For the John Templeton Foundation, I wrote about the innovative efforts to grow our capacity for empathy.
For an academic psychologist, surveying the state of the study of empathy can be a depressing business. There was the 2011 meta-analysis by the University of Michigan’s Sara Konrath that suggested that today’s college students report themselves to be much less empathetic than did their predecessors a generation or two before. Numerous studies examine how people experience “compassion fatigue” in the face of mass suffering, choosing self-protective apathy over engaging with the suffering of others. In 2016, Yale psychologist Paul Bloom published Against Empathy, suggesting that since empathy is a biased emotion, it is at best unreliable and at worst downright harmful because it steers us towards caring most about those in our in-groups. If empathy is indeed a fixed or even declining resource, it might make sense to disregard it entirely.

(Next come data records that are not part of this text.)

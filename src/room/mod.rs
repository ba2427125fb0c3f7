//! Game room engine and its supporting components
//!
//! This module contains the room registry, the per-question timer, the
//! scoring/leaderboard logic, and the engine that orchestrates them.

pub mod engine;
pub mod registry;
pub mod scoring;
pub mod timer;

pub use engine::{GameRoomEngine, GameRoomStats};
pub use registry::{RoomRegistry, RoomSlot};
pub use scoring::{score, Leaderboard};
pub use timer::QuestionTimer;
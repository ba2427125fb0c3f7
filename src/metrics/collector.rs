//! Metrics collection using Prometheus
//!
//! This module provides metrics collection for the quiz room service
//! using Prometheus metrics.

use crate::room::engine::GameRoomStats;
use anyhow::Result;
use prometheus::{
    Histogram, HistogramOpts, HistogramVec, IntCounter, IntCounterVec, IntGauge, IntGaugeVec,
    Opts, Registry,
};
use std::sync::Arc;
use std::time::{Duration, Instant};

/// Main metrics collector for the quiz room service
#[derive(Clone)]
pub struct MetricsCollector {
    /// Prometheus registry
    registry: Arc<Registry>,

    /// Service-level metrics
    service_metrics: ServiceMetrics,

    /// Room-related metrics
    room_metrics: RoomMetrics,

    /// Player-related metrics
    player_metrics: PlayerMetrics,

    /// Performance metrics
    performance_metrics: PerformanceMetrics,
}

/// Service-level metrics
#[derive(Clone)]
pub struct ServiceMetrics {
    /// Service uptime in seconds
    pub uptime_seconds: IntGauge,

    /// Total AMQP messages processed
    pub amqp_messages_total: IntCounterVec,

    /// AMQP message processing errors
    pub amqp_errors_total: IntCounterVec,

    /// Health check status (0=unhealthy, 1=degraded, 2=healthy)
    pub health_status: IntGauge,

    /// Component health status
    pub component_health: IntGaugeVec,
}

/// Room-related metrics
#[derive(Clone)]
pub struct RoomMetrics {
    /// Number of currently active rooms
    pub active_rooms: IntGauge,

    /// Total rooms created
    pub rooms_created_total: IntCounter,

    /// Total rooms cleaned up
    pub rooms_cleaned_total: IntCounter,

    /// Total games started
    pub games_started_total: IntCounter,

    /// Total games completed and flushed
    pub games_completed_total: IntCounter,

    /// Room code generation retries due to collisions
    pub room_code_retries_total: IntCounter,
}

/// Player-related metrics
#[derive(Clone)]
pub struct PlayerMetrics {
    /// Total participants joined, by join kind
    pub participants_joined_total: IntCounterVec,

    /// Total answers submitted, by correctness
    pub answers_submitted_total: IntCounterVec,

    /// Stale answer submissions rejected
    pub stale_submissions_total: IntCounter,

    /// Distribution of per-answer scores
    pub score_distribution: Histogram,
}

/// Performance metrics
#[derive(Clone)]
pub struct PerformanceMetrics {
    /// Game command processing time
    pub command_processing_duration: Histogram,

    /// Room operation durations
    pub room_operation_duration: HistogramVec,

    /// AMQP operation durations
    pub amqp_operation_duration: HistogramVec,

    /// Persistence flush duration
    pub flush_duration: Histogram,
}

impl MetricsCollector {
    /// Create a new metrics collector with default registry
    pub fn new() -> Result<Self> {
        let registry = Arc::new(Registry::new());
        Self::with_registry(registry)
    }

    /// Create a new metrics collector with custom registry
    pub fn with_registry(registry: Arc<Registry>) -> Result<Self> {
        let service_metrics = ServiceMetrics::new(&registry)?;
        let room_metrics = RoomMetrics::new(&registry)?;
        let player_metrics = PlayerMetrics::new(&registry)?;
        let performance_metrics = PerformanceMetrics::new(&registry)?;

        Ok(Self {
            registry,
            service_metrics,
            room_metrics,
            player_metrics,
            performance_metrics,
        })
    }

    /// Get the Prometheus registry
    pub fn registry(&self) -> Arc<Registry> {
        self.registry.clone()
    }

    /// Get service metrics
    pub fn service(&self) -> &ServiceMetrics {
        &self.service_metrics
    }

    /// Get room metrics
    pub fn room(&self) -> &RoomMetrics {
        &self.room_metrics
    }

    /// Get player metrics
    pub fn player(&self) -> &PlayerMetrics {
        &self.player_metrics
    }

    /// Get performance metrics
    pub fn performance(&self) -> &PerformanceMetrics {
        &self.performance_metrics
    }

    /// Update gauges from engine stats
    pub fn update_from_engine_stats(&self, stats: &GameRoomStats) {
        self.room_metrics
            .active_rooms
            .set(stats.active_rooms as i64);
    }

    /// Record a room being created
    pub fn record_room_created(&self) {
        self.room_metrics.rooms_created_total.inc();
        self.room_metrics.active_rooms.inc();
    }

    /// Record a room being cleaned up
    pub fn record_room_cleaned(&self) {
        self.room_metrics.rooms_cleaned_total.inc();
        self.room_metrics.active_rooms.dec();
    }

    /// Record a room code regeneration after a collision
    pub fn record_room_code_retry(&self) {
        self.room_metrics.room_code_retries_total.inc();
    }

    /// Record a participant joining
    pub fn record_participant_joined(&self, late: bool) {
        let kind = if late { "late" } else { "waiting" };
        self.player_metrics
            .participants_joined_total
            .with_label_values(&[kind])
            .inc();
    }

    /// Record a game starting
    pub fn record_game_started(&self) {
        self.room_metrics.games_started_total.inc();
    }

    /// Record a game completing, including its flush time
    pub fn record_game_completed(&self, flush_duration: Duration) {
        self.room_metrics.games_completed_total.inc();
        self.performance_metrics
            .flush_duration
            .observe(flush_duration.as_secs_f64());
    }

    /// Record an answer submission and its awarded score
    pub fn record_answer_submitted(&self, is_correct: bool, score: u32) {
        let status = if is_correct { "correct" } else { "incorrect" };
        self.player_metrics
            .answers_submitted_total
            .with_label_values(&[status])
            .inc();
        self.player_metrics.score_distribution.observe(score as f64);
    }

    /// Record a rejected stale submission
    pub fn record_stale_submission(&self) {
        self.player_metrics.stale_submissions_total.inc();
    }

    /// Record a game command being processed
    pub fn record_command_processed(&self, duration: Duration) {
        self.performance_metrics
            .command_processing_duration
            .observe(duration.as_secs_f64());
    }

    /// Record room operation duration
    pub fn record_room_operation(&self, operation: &str, duration: Duration) {
        self.performance_metrics
            .room_operation_duration
            .with_label_values(&[operation])
            .observe(duration.as_secs_f64());
    }

    /// Record AMQP operation
    pub fn record_amqp_operation(&self, operation: &str, success: bool, duration: Duration) {
        let status = if success { "success" } else { "error" };

        self.service_metrics
            .amqp_messages_total
            .with_label_values(&[operation, status])
            .inc();

        if !success {
            self.service_metrics
                .amqp_errors_total
                .with_label_values(&[operation])
                .inc();
        }

        self.performance_metrics
            .amqp_operation_duration
            .with_label_values(&[operation, status])
            .observe(duration.as_secs_f64());
    }

    /// Update health status
    pub fn update_health_status(&self, status: u8) {
        self.service_metrics.health_status.set(status as i64);
    }

    /// Update component health
    pub fn update_component_health(&self, component: &str, healthy: bool) {
        let status = if healthy { 1 } else { 0 };
        self.service_metrics
            .component_health
            .with_label_values(&[component])
            .set(status);
    }

    /// Create a timer for measuring operation duration
    pub fn start_timer(&self) -> MetricsTimer {
        MetricsTimer::new()
    }
}

/// Timer for measuring operation durations
pub struct MetricsTimer {
    start: Instant,
}

impl MetricsTimer {
    fn new() -> Self {
        Self {
            start: Instant::now(),
        }
    }

    /// Get the elapsed duration
    pub fn elapsed(&self) -> Duration {
        self.start.elapsed()
    }

    /// Stop the timer and return the duration
    pub fn stop(self) -> Duration {
        self.elapsed()
    }
}

impl ServiceMetrics {
    fn new(registry: &Registry) -> Result<Self> {
        let uptime_seconds =
            IntGauge::new("quiz_room_uptime_seconds", "Service uptime in seconds")?;
        registry.register(Box::new(uptime_seconds.clone()))?;

        let amqp_messages_total = IntCounterVec::new(
            Opts::new(
                "quiz_room_amqp_messages_total",
                "Total AMQP messages processed",
            ),
            &["operation", "status"],
        )?;
        registry.register(Box::new(amqp_messages_total.clone()))?;

        let amqp_errors_total = IntCounterVec::new(
            Opts::new("quiz_room_amqp_errors_total", "Total AMQP errors"),
            &["operation"],
        )?;
        registry.register(Box::new(amqp_errors_total.clone()))?;

        let health_status = IntGauge::new(
            "quiz_room_health_status",
            "Health status (0=unhealthy, 1=degraded, 2=healthy)",
        )?;
        registry.register(Box::new(health_status.clone()))?;

        let component_health = IntGaugeVec::new(
            Opts::new("quiz_room_component_health", "Component health status"),
            &["component"],
        )?;
        registry.register(Box::new(component_health.clone()))?;

        Ok(Self {
            uptime_seconds,
            amqp_messages_total,
            amqp_errors_total,
            health_status,
            component_health,
        })
    }
}

impl RoomMetrics {
    fn new(registry: &Registry) -> Result<Self> {
        let active_rooms =
            IntGauge::new("quiz_room_active_rooms", "Number of currently active rooms")?;
        registry.register(Box::new(active_rooms.clone()))?;

        let rooms_created_total =
            IntCounter::new("quiz_room_rooms_created_total", "Total rooms created")?;
        registry.register(Box::new(rooms_created_total.clone()))?;

        let rooms_cleaned_total =
            IntCounter::new("quiz_room_rooms_cleaned_total", "Total rooms cleaned up")?;
        registry.register(Box::new(rooms_cleaned_total.clone()))?;

        let games_started_total =
            IntCounter::new("quiz_room_games_started_total", "Total games started")?;
        registry.register(Box::new(games_started_total.clone()))?;

        let games_completed_total = IntCounter::new(
            "quiz_room_games_completed_total",
            "Total games completed and flushed",
        )?;
        registry.register(Box::new(games_completed_total.clone()))?;

        let room_code_retries_total = IntCounter::new(
            "quiz_room_room_code_retries_total",
            "Room code regenerations after collisions",
        )?;
        registry.register(Box::new(room_code_retries_total.clone()))?;

        Ok(Self {
            active_rooms,
            rooms_created_total,
            rooms_cleaned_total,
            games_started_total,
            games_completed_total,
            room_code_retries_total,
        })
    }
}

impl PlayerMetrics {
    fn new(registry: &Registry) -> Result<Self> {
        let participants_joined_total = IntCounterVec::new(
            Opts::new(
                "quiz_room_participants_joined_total",
                "Total participants joined",
            ),
            &["join_kind"],
        )?;
        registry.register(Box::new(participants_joined_total.clone()))?;

        let answers_submitted_total = IntCounterVec::new(
            Opts::new(
                "quiz_room_answers_submitted_total",
                "Total answers submitted",
            ),
            &["correctness"],
        )?;
        registry.register(Box::new(answers_submitted_total.clone()))?;

        let stale_submissions_total = IntCounter::new(
            "quiz_room_stale_submissions_total",
            "Stale answer submissions rejected",
        )?;
        registry.register(Box::new(stale_submissions_total.clone()))?;

        let score_distribution = Histogram::with_opts(
            HistogramOpts::new(
                "quiz_room_score_distribution",
                "Distribution of per-answer scores",
            )
            .buckets(vec![
                0.0, 1000.0, 2500.0, 5000.0, 7500.0, 9000.0, 10000.0,
            ]),
        )?;
        registry.register(Box::new(score_distribution.clone()))?;

        Ok(Self {
            participants_joined_total,
            answers_submitted_total,
            stale_submissions_total,
            score_distribution,
        })
    }
}

impl PerformanceMetrics {
    fn new(registry: &Registry) -> Result<Self> {
        let command_processing_duration = Histogram::with_opts(
            HistogramOpts::new(
                "quiz_room_command_processing_duration_seconds",
                "Game command processing time",
            )
            .buckets(vec![0.001, 0.005, 0.01, 0.05, 0.1, 0.5, 1.0, 5.0]),
        )?;
        registry.register(Box::new(command_processing_duration.clone()))?;

        let room_operation_duration = HistogramVec::new(
            HistogramOpts::new(
                "quiz_room_room_operation_duration_seconds",
                "Room operation duration",
            )
            .buckets(vec![0.001, 0.005, 0.01, 0.05, 0.1, 0.5, 1.0]),
            &["operation"],
        )?;
        registry.register(Box::new(room_operation_duration.clone()))?;

        let amqp_operation_duration = HistogramVec::new(
            HistogramOpts::new(
                "quiz_room_amqp_operation_duration_seconds",
                "AMQP operation duration",
            )
            .buckets(vec![0.001, 0.005, 0.01, 0.05, 0.1, 0.5, 1.0, 5.0]),
            &["operation", "status"],
        )?;
        registry.register(Box::new(amqp_operation_duration.clone()))?;

        let flush_duration = Histogram::with_opts(
            HistogramOpts::new(
                "quiz_room_flush_duration_seconds",
                "Completed game flush duration",
            )
            .buckets(vec![0.001, 0.005, 0.01, 0.05, 0.1, 0.5, 1.0]),
        )?;
        registry.register(Box::new(flush_duration.clone()))?;

        Ok(Self {
            command_processing_duration,
            room_operation_duration,
            amqp_operation_duration,
            flush_duration,
        })
    }
}

impl Default for MetricsCollector {
    fn default() -> Self {
        Self::new().expect("Failed to create default metrics collector")
    }
}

C. Daryl Cameron, an assistant professor of psychology at Penn State, is part of a group of researchers who argue that there’s still a good case to be made both for valuing empathy and for seeing it as a renewable resource — something that, with the right kind of motivated effort, can even increase. Cameron is currently leading a three-year project designed to test whether simple experimental manipulations can change people’s levels of empathy. The goal is to move towards a proven set of interventions to help people develop greater skill and capacity for empathy.